Art Industry News: Whitney Biennial Artists Claim They Have Found Dark New Evidence Against Warren Kanders + Other Stories

Plus, the Palais de Tokyo names its first female president and mega-collector Dasha Zhukova is engaged to shipping heir Stavros Niarchos.

Activists protesting Warren Kanders at the Whitney Museum of American Art. Photo by Erik McGregor/Pacific Press/LightRocket via Getty Images.

Art Industry News is normally a daily digest of the most consequential developments coming out of the art world and art market. Here’s what you need to know this Monday, July 22.


Bert Kreuk’s Historic D-Day Flag Visits the White House – The Dutch collector best known for his dispute with artist Danh Vo plans to present the American flag that flew on Utah Beach on D-Day to President Donald Trump in a ceremony at the White House next week to coincide with the state visit of Netherlands Prime Minister Marke Rutte. Following the ceremony, the flag will be transferred to the Smithsonian Institution. Kreuk bought the flag, considered one of the most important in private hands, at Heritage Auctions in 2016 for $514,000. (Press release)

Turns Out Hitler’s Looted Art Was Looted, Too – German researchers are investigating what happened to the hundreds of looted works that disappeared from the basement of the Führerbau, Hitler’s former HQ in Munich. The Central Institute for Art History estimates that around 400 works stolen in a two-day spree after the Nazi dictatorship collapsed are still missing. Although many paintings were recovered by the Monuments Men, the German government was never very active tracing them in the decades that followed. Now, it is belatedly reporting the 1945 thefts to Interpol, the German Federal Criminal Police Office, and is also listing them on the Art Loss Register and databases. (New York Times)

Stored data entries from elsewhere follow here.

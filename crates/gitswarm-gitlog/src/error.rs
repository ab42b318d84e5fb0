//! Error types for event log production.

use std::path::PathBuf;

use gitswarm_core::workdir::WorkDirError;

/// Errors raised while collecting or writing events.
#[derive(Debug, thiserror::Error)]
pub enum GitLogError {
    /// A git command exited unsuccessfully.
    #[error("`git {command}` failed in {dir}: {stderr}")]
    Git {
        /// The git subcommand that was run.
        command: String,
        /// Directory it ran in.
        dir: PathBuf,
        /// Trimmed standard error output.
        stderr: String,
    },

    /// No configured repos dir holds a checkout of the repository.
    #[error("cannot find a checkout of {repo}")]
    RepoNotFound {
        /// Repository as `owner/name`.
        repo: String,
    },

    /// A clone was needed but `reposDirs` is empty.
    #[error("no reposDirs configured to clone {repo} into")]
    NoReposDir {
        /// Repository as `owner/name`.
        repo: String,
    },

    /// Spawning git or writing the event log failed.
    #[error("I/O error: {0}")]
    Io(#[from] std::io::Error),

    /// An event could not be serialized.
    #[error("JSON error: {0}")]
    Json(#[from] serde_json::Error),

    /// The work directory is invalid.
    #[error(transparent)]
    WorkDir(#[from] WorkDirError),
}
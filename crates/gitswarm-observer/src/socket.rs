//! Plumbing shared by the `WebSocket` handlers.
//!
//! Handlers split the socket into a sink and a stream and drive them
//! through these helpers, so the forwarding loops can be exercised with
//! in-memory channels.

use std::fmt::Display;

use axum::extract::ws::Message;
use futures::{Sink, SinkExt};
use serde::Serialize;
use tracing::{debug, warn};

/// What a client sent, as far as the handlers care.
pub(crate) enum Inbound {
    /// A text message.
    Text(String),
    /// The client is gone.
    Closed,
    /// Anything else. Pings are answered by the transport.
    Ignored,
}

/// Classify the next item of the client stream.
pub(crate) fn classify<E: Display>(item: Option<Result<Message, E>>) -> Inbound {
    match item {
        Some(Ok(Message::Text(text))) => Inbound::Text(text.as_str().to_owned()),
        Some(Ok(Message::Close(_))) | None => Inbound::Closed,
        Some(Err(e)) => {
            debug!("WebSocket error: {e}");
            Inbound::Closed
        }
        Some(Ok(_)) => Inbound::Ignored,
    }
}

/// Send `value` as one JSON text message.
///
/// Returns `false` once the client can no longer be written to. A value
/// that fails to serialize is logged and skipped.
pub(crate) async fn send_json<Tx, T>(tx: &mut Tx, value: &T) -> bool
where
    Tx: Sink<Message> + Unpin,
    T: Serialize,
{
    let json = match serde_json::to_string(value) {
        Ok(json) => json,
        Err(e) => {
            warn!("Failed to serialize message: {e}");
            return true;
        }
    };
    tx.send(Message::Text(json.into())).await.is_ok()
}

/// Send a close frame, ignoring a client that is already gone.
pub(crate) async fn close<Tx>(tx: &mut Tx)
where
    Tx: Sink<Message> + Unpin,
{
    let _ = tx.send(Message::Close(None)).await;
}
//! Render adapter: turns world snapshots into keyed, posed visible objects.
//!
//! Every entity maps to one [`VisibleObject`] whose key stays stable for
//! the entity's lifetime. [`RenderSession`] remembers which keys the
//! renderer has seen and reports the ones that disappeared, so the renderer
//! can release the matching scene objects.

use std::collections::HashMap;
use std::f64::consts::PI;

use gitswarm_types::{
    Author, Contribution, ObjectBlueprint, ObjectKind, Pose, Project, RenderFrame, VisibleObject,
    World, compose,
};

use crate::config::SimulationConfig;
use crate::physics::visible_project_scale;

/// Wobble amplitude as a fraction of the object scale.
const WOBBLE_DELTA: f64 = 0.05;

/// Wobble period.
const WOBBLE_PERIOD_MS: f64 = 500.0;

/// Spin period of projects and contributions.
const SPIN_PERIOD_MS: f64 = 5000.0;

const CONTRIBUTION_OPACITY: f64 = 0.4;

/// Generation-tagged object map.
///
/// Each generation, the caller touches every live key through
/// [`ObjectCache::get_or_build`]; [`ObjectCache::finish`] then releases the
/// entries that were not touched and starts the next generation.
#[derive(Debug)]
pub struct ObjectCache<T> {
    entries: HashMap<String, (T, u64)>,
    generation: u64,
}

impl<T> Default for ObjectCache<T> {
    fn default() -> Self {
        Self {
            entries: HashMap::new(),
            generation: 0,
        }
    }
}

impl<T> ObjectCache<T> {
    /// An empty cache.
    pub fn new() -> Self {
        Self::default()
    }

    /// Number of cached entries.
    pub fn len(&self) -> usize {
        self.entries.len()
    }

    /// Whether the cache is empty.
    pub fn is_empty(&self) -> bool {
        self.entries.is_empty()
    }

    /// The entry for `key`, built on first use. Marks it live.
    pub fn get_or_build(&mut self, key: &str, build: impl FnOnce() -> T) -> &mut T {
        let generation = self.generation;
        let entry = self
            .entries
            .entry(key.to_owned())
            .or_insert_with(|| (build(), generation));
        entry.1 = generation;
        &mut entry.0
    }

    /// Release every entry not touched this generation.
    pub fn finish(&mut self, mut remove: impl FnMut(String, T)) {
        let generation = self.generation;
        let stale: Vec<String> = self
            .entries
            .iter()
            .filter(|(_, (_, seen))| *seen != generation)
            .map(|(key, _)| key.clone())
            .collect();
        for key in stale {
            if let Some((value, _)) = self.entries.remove(&key) {
                remove(key, value);
            }
        }
        self.generation = generation.wrapping_add(1);
    }
}

/// Build the visible objects of `world` at render time `now_ms`.
///
/// Contributions come first, then authors, then projects. A contribution
/// whose author is already gone is not drawn.
pub fn build_frame(world: &World, now_ms: u64, config: &SimulationConfig) -> Vec<VisibleObject> {
    let t = now_ms as f64;
    let contributions = world
        .contributions
        .iter()
        .filter_map(|c| contribution_object(c, world, t, config));
    let authors = world.authors.values().map(|a| author_object(a, t, config));
    let projects = world.projects.values().map(|p| project_object(p, t, config));
    contributions.chain(authors).chain(projects).collect()
}

fn contribution_object(
    contribution: &Contribution,
    world: &World,
    t: f64,
    config: &SimulationConfig,
) -> Option<VisibleObject> {
    let author = world.authors.get(&contribution.author)?;
    let project = world.projects.get(&contribution.project)?;
    let progress =
        contribution.age(world.ts) as f64 / config.world.contribution_lifespan_ms.max(1) as f64;
    let eased = (1.0 - (PI * progress).cos()) / 2.0;
    let pos = author.pos + (project.pos - author.pos).scale(eased);

    Some(VisibleObject {
        key: contribution.key.clone(),
        blueprint: ObjectBlueprint {
            kind: ObjectKind::Contribution,
            radius: f64::from(contribution.size),
            color_of: Some(contribution.project.clone()),
            avatar: None,
            opacity: CONTRIBUTION_OPACITY,
        },
        pose: compose(&[
            Pose::translation(pos.x, pos.y, 0.0),
            Pose::rotation([1.0, 0.0, 0.0], PI / 4.0),
            Pose::rotation([0.0, 0.0, 1.0], phase(t, SPIN_PERIOD_MS)),
            Pose::uniform_scaling(1.0 + 2.0 * (PI * progress).sin()),
            wobble(t + contribution.started as f64),
        ]),
        text: None,
    })
}

fn author_object(author: &Author, t: f64, config: &SimulationConfig) -> VisibleObject {
    let scale = 0.5 + 0.5 * author.momentum / config.world.max_author_momentum;
    VisibleObject {
        key: author.key.clone(),
        blueprint: ObjectBlueprint {
            kind: ObjectKind::Author,
            radius: config.physics.author_visible_size,
            color_of: author.last_contributions.first().map(|c| c.project.clone()),
            avatar: Some(author.name.clone()),
            opacity: 1.0,
        },
        pose: compose(&[
            Pose::translation(author.pos.x, author.pos.y, 0.0),
            Pose::rotation([0.0, 1.0, 0.0], author.rotation / 1000.0),
            Pose::rotation([0.0, 0.0, 1.0], PI),
            Pose::rotation([1.0, 0.0, 0.0], 2.8),
            Pose::uniform_scaling(scale),
            wobble(t + author.started as f64),
        ]),
        text: Some(author.name.clone()),
    }
}

fn project_object(project: &Project, t: f64, config: &SimulationConfig) -> VisibleObject {
    VisibleObject {
        key: project.key.clone(),
        blueprint: ObjectBlueprint {
            kind: ObjectKind::Project,
            radius: config.physics.project_size_base,
            color_of: Some(project.name.clone()),
            avatar: None,
            opacity: 1.0,
        },
        pose: compose(&[
            Pose::translation(project.pos.x, project.pos.y, 0.0),
            Pose::rotation([1.0, 0.0, 0.0], PI / 4.0),
            Pose::rotation([0.0, 0.0, 1.0], phase(t, SPIN_PERIOD_MS)),
            Pose::uniform_scaling(visible_project_scale(
                project.size,
                config.world.max_project_size,
            )),
            wobble(t + project.started as f64),
        ]),
        text: Some(project.name.clone()),
    }
}

/// Angle reached after `t` ms of a rotation with the given period.
fn phase(t: f64, period_ms: f64) -> f64 {
    t / period_ms * 2.0 * PI
}

/// Value oscillating between `min` and `max`.
fn sin_wave(min: f64, max: f64, angle: f64) -> f64 {
    min + (1.0 + angle.sin()) / 2.0 * (max - min)
}

/// Slight out-of-phase breathing on each axis.
fn wobble(t: f64) -> Pose {
    let angle = phase(t, WOBBLE_PERIOD_MS);
    let (lo, hi) = (1.0 - WOBBLE_DELTA, 1.0 + WOBBLE_DELTA);
    Pose::scaling(
        sin_wave(lo, hi, angle * 0.7),
        sin_wave(lo, hi, angle),
        sin_wave(lo, hi, angle * 1.3),
    )
}

/// Frame builder that tracks which keys the renderer holds.
#[derive(Debug)]
pub struct RenderSession {
    config: SimulationConfig,
    seen: ObjectCache<ObjectKind>,
}

impl RenderSession {
    /// A session that has rendered nothing yet.
    pub fn new(config: SimulationConfig) -> Self {
        Self {
            config,
            seen: ObjectCache::new(),
        }
    }

    /// Number of objects the renderer currently holds.
    pub fn live_objects(&self) -> usize {
        self.seen.len()
    }

    /// Build the frame for `world`, rendered at the snapshot's own time.
    pub fn frame(&mut self, world: &World) -> RenderFrame {
        let objects = build_frame(world, world.ts, &self.config);
        for object in &objects {
            self.seen.get_or_build(&object.key, || object.blueprint.kind);
        }
        let mut removed = Vec::new();
        self.seen.finish(|key, _| removed.push(key));
        removed.sort_unstable();

        RenderFrame {
            tick_ms: world.ts,
            real_world_ts: world.real_world_ts,
            objects,
            removed,
        }
    }
}

#[cfg(test)]
#[allow(clippy::unwrap_used, clippy::indexing_slicing)]
mod tests {
    use std::collections::HashSet;

    use gitswarm_types::{ContributionEvent, TickBatch, Vec2};

    use super::*;
    use crate::tick::advance;

    const EPS: f64 = 1e-9;

    fn world_with(events: &[(&str, &str)], elapsed_ms: u64) -> World {
        let batch = TickBatch {
            events: events
                .iter()
                .map(|(a, p)| ContributionEvent::new(*a, *p, 0))
                .collect(),
            elapsed_ms,
            real_world_ts: 42,
        };
        advance(&World::new(), &batch, &SimulationConfig::default()).world
    }

    #[test]
    fn cache_builds_once_and_releases_untouched() {
        let mut cache = ObjectCache::new();
        let mut builds = 0;
        cache.get_or_build("a", || {
            builds += 1;
            1
        });
        cache.get_or_build("b", || 2);
        cache.finish(|_, _| panic!("nothing is stale yet"));

        *cache.get_or_build("a", || {
            builds += 1;
            10
        }) += 1;
        let mut released = Vec::new();
        cache.finish(|key, value| released.push((key, value)));

        assert_eq!(builds, 1);
        assert_eq!(released, vec![("b".to_owned(), 2)]);
        assert_eq!(cache.len(), 1);
        assert_eq!(*cache.get_or_build("a", || 0), 2);
    }

    #[test]
    fn frame_lists_every_entity() {
        let world = world_with(&[("ada", "core"), ("bob", "core")], 0);
        let objects = build_frame(&world, 0, &SimulationConfig::default());

        let kinds: Vec<ObjectKind> = objects.iter().map(|o| o.blueprint.kind).collect();
        assert_eq!(
            kinds,
            vec![
                ObjectKind::Contribution,
                ObjectKind::Contribution,
                ObjectKind::Author,
                ObjectKind::Author,
                ObjectKind::Project,
            ]
        );
        let ada_key = Author::render_key("ada", 0);
        let ada = objects.iter().find(|o| o.key == ada_key).unwrap();
        assert_eq!(ada.text.as_deref(), Some("ada"));
        assert_eq!(ada.blueprint.avatar.as_deref(), Some("ada"));
        assert_eq!(ada.blueprint.color_of.as_deref(), Some("core"));
    }

    #[test]
    fn contribution_starts_at_its_author() {
        let world = world_with(&[("ada", "core")], 0);
        let objects = build_frame(&world, 0, &SimulationConfig::default());
        let contribution = &objects[0];
        let author_pos = world.authors["ada"].pos;
        let [x, y, z] = contribution.pose.origin();
        assert!((x - author_pos.x).abs() < EPS);
        assert!((y - author_pos.y).abs() < EPS);
        assert!(z.abs() < EPS);
        assert!((contribution.blueprint.opacity - 0.4).abs() < EPS);
    }

    #[test]
    fn contribution_reaches_its_project() {
        let mut world = world_with(&[("ada", "core")], 0);
        world.ts = 2000;
        world.projects.get_mut("core").unwrap().pos = Vec2::new(10.0, 20.0);
        let objects = build_frame(&world, 2000, &SimulationConfig::default());
        let [x, y, _] = objects[0].pose.origin();
        assert!((x - 10.0).abs() < 1e-6);
        assert!((y - 20.0).abs() < 1e-6);
    }

    #[test]
    fn orphaned_contribution_is_skipped() {
        let mut world = world_with(&[("ada", "core")], 0);
        world.authors.clear();
        let objects = build_frame(&world, 0, &SimulationConfig::default());
        assert!(objects.iter().all(|o| o.blueprint.kind == ObjectKind::Project));
    }

    #[test]
    fn session_reports_removed_keys() {
        let mut session = RenderSession::new(SimulationConfig::default());
        let world = world_with(&[("ada", "core")], 0);

        let first = session.frame(&world);
        assert!(first.removed.is_empty());
        assert_eq!(first.real_world_ts, Some(42));
        assert_eq!(session.live_objects(), 3);

        let mut later = world.clone();
        later.authors.clear();
        later.contributions.clear();
        let second = session.frame(&later);
        assert_eq!(
            second.removed,
            vec![
                Author::render_key("ada", 0),
                Contribution::render_key("ada", "core", 0),
            ]
        );
        assert_eq!(session.live_objects(), 1);

        let third = session.frame(&later);
        assert!(third.removed.is_empty());
    }

    #[test]
    fn dashed_and_shared_names_get_distinct_keys() {
        let mut session = RenderSession::new(SimulationConfig::default());
        let world = world_with(&[("a-b", "c"), ("a", "b-c"), ("linux", "linux")], 0);

        let frame = session.frame(&world);
        let keys: HashSet<&str> = frame.objects.iter().map(|o| o.key.as_str()).collect();
        assert_eq!(frame.objects.len(), 9);
        assert_eq!(keys.len(), 9);
        assert_eq!(session.live_objects(), 9);

        let mut later = world.clone();
        later.authors.remove("linux");
        later.contributions.retain(|c| c.author != "linux");
        let next = session.frame(&later);
        assert_eq!(
            next.removed,
            vec![
                Author::render_key("linux", 0),
                Contribution::render_key("linux", "linux", 0),
            ]
        );
        assert!(next.objects.iter().any(|o| o.key == Project::render_key("linux", 0)));
    }

    #[test]
    fn wobble_stays_within_delta() {
        for t in [0.0, 125.0, 250.0, 377.0, 10_000.0] {
            let pose = wobble(t);
            for axis in [0, 5, 10] {
                let s = pose.m[axis];
                assert!((0.95 - EPS..=1.05 + EPS).contains(&s));
            }
        }
    }
}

Collective Claims It Has Found New Evidence Linking Kanders to Violence in Gaza – The activist collective Forensic Architecture has become the latest to withdraw their work from the Whitney Biennial in protest of the museum’s board vice chair Warren Kanders. The move comes after a member of the collective discovered a bullet in Gaza used against Palestinians that he says appears to have been made by Sierra Bullets, a weapons manufacturer partially owned by Kanders. Forensic Architecture’s Whitney work, Triple-Chaser (2019), is a video that aims to explore how weapons produced by Kanders’s company Safariland are used around the world. “What may have started as the Tear Gas Biennial is now the ‘Sierra Bullet Biennial,’” a member of Forensic Architecture said. (Hyperallergic)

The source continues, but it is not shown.